The University of Otago’s assistant director of IT policy, Neil James, says the Dunedin campus was totally cut off from the internet and adds that making phone calls were difficult. James says telephone calls could often not be completed, with callers getting automated messages that the network was overloaded.

Chris Auld, the head of Dunedin software development house Kognition, says many of his company’s customers rang up to complain about the loss of connectivity. However, Auld says that thanks to alternative data circuits from TelstraClear and servers in other parts of New Zealand customers that had opted for greater resiliency were largely unaffected by the outage. While bemoaning the lack of network redundancy in both Telecom and TelstraClear’s networks in Otago and Southland, Auld says that the arrangements his company made to survive an outage were successful.

Network operator Synaptic’s technical director, Dan Clark, says voice and data circuits stopped working in the Dunedin area, with mobile communications failing due to overloading.

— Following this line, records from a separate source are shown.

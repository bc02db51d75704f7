//! opros-sc (Survey Client) - command-line submission and results tool
//!
//! Submits a survey response to the storage service (with the same bounded
//! retry and encoding fallback the web form relies on) and prints the
//! aggregated results. Doubles as the end-to-end smoke check.

use anyhow::{bail, Context, Result};
use clap::{Parser, Subcommand};
use opros_common::aggregate::aggregate;
use opros_common::model::SurveySummary;
use opros_common::{config, time, validate, QuestionCatalog};
use opros_sc::{RetryPolicy, SubmitClient};
use serde_json::json;
use std::path::PathBuf;

/// OPROS survey submission client
#[derive(Parser, Debug)]
#[command(name = "opros-sc", version)]
struct Args {
    /// Storage-service endpoint URL
    #[arg(long, env = "OPROS_ENDPOINT")]
    endpoint: Option<String>,

    /// Total delivery attempts across both strategies
    #[arg(long, default_value_t = opros_sc::retry::DEFAULT_MAX_RETRIES)]
    max_retries: u32,

    /// Delay between attempts in milliseconds
    #[arg(long, default_value_t = opros_sc::retry::DEFAULT_RETRY_DELAY_MS)]
    retry_delay_ms: u64,

    #[command(subcommand)]
    command: Command,
}

#[derive(Subcommand, Debug)]
enum Command {
    /// Submit a response from a JSON file, or the built-in demo payload
    Submit {
        /// JSON file holding { answers, feedback? }
        file: Option<PathBuf>,

        /// Submit the built-in demo payload instead of reading a file
        #[arg(long)]
        demo: bool,
    },
    /// Fetch all responses and print the aggregated summary
    Results,
}

#[tokio::main]
async fn main() -> Result<()> {
    tracing_subscriber::fmt()
        .with_env_filter(
            tracing_subscriber::EnvFilter::from_default_env()
                .add_directive(tracing::Level::INFO.into()),
        )
        .init();

    let args = Args::parse();

    let endpoint = config::resolve_endpoint(args.endpoint.as_deref());
    let policy = RetryPolicy::new(
        args.max_retries,
        time::millis_to_duration(args.retry_delay_ms),
    );
    let client = SubmitClient::new(&endpoint, policy)?;

    match args.command {
        Command::Submit { file, demo } => {
            let raw = if demo {
                demo_payload()
            } else if let Some(path) = file {
                let text = std::fs::read_to_string(&path)
                    .with_context(|| format!("reading {}", path.display()))?;
                serde_json::from_str(&text)
                    .with_context(|| format!("parsing {}", path.display()))?
            } else {
                bail!("provide a submission file or pass --demo");
            };

            let response =
                validate(raw).map_err(|e| anyhow::anyhow!("invalid submission: {}", e))?;
            client.submit(response).await?;
            println!("Response submitted to {}", endpoint);
        }
        Command::Results => {
            let catalog = client.fetch_questions().await?;
            let envelope = client.fetch_results().await?;
            let summary = aggregate(&envelope.responses, &catalog);
            print_summary(&catalog, &summary);
        }
    }

    Ok(())
}

/// Demo payload covering all ten default questions
fn demo_payload() -> serde_json::Value {
    json!({
        "answers": {
            "question_1": "yes",
            "question_2": "no",
            "question_3": "yes",
            "question_4": "yes",
            "question_5": "no",
            "question_6": "yes",
            "question_7": "no",
            "question_8": "yes",
            "question_9": "yes",
            "question_10": "no"
        },
        "feedback": "This is a test feedback message"
    })
}

fn print_summary(catalog: &QuestionCatalog, summary: &SurveySummary) {
    println!("Total responses: {}", summary.total_count);
    println!();

    for question in &catalog.questions {
        let stats = summary
            .per_question
            .get(&question.key())
            .copied()
            .unwrap_or_default();
        println!("{}. {}", question.id, question.text_en);
        println!(
            "   yes {:>3}% ({})   no {:>3}% ({})   answers {}",
            stats.yes_percentage,
            stats.yes_count,
            stats.no_percentage,
            stats.no_count,
            stats.total_answers
        );
    }

    if !summary.feedback.is_empty() {
        println!();
        println!("Feedback ({}):", summary.feedback.len());
        for text in &summary.feedback {
            println!("  - {}", text);
        }
    }
}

However, Vodafone’s network appeared to be fine, according to Clark.

Southland and Otago are served by a single fibre-optic cable running from south of Christchurch, making the provinces vulnerable to total communications outages, despite some microwave links that can act as backups for data and voice. Asked what Telecom intends to do to improve the resiliency of its network, Berry says a project is scheduled to start in July this year to lay additional cabling to remove the single points of failure in today’s network.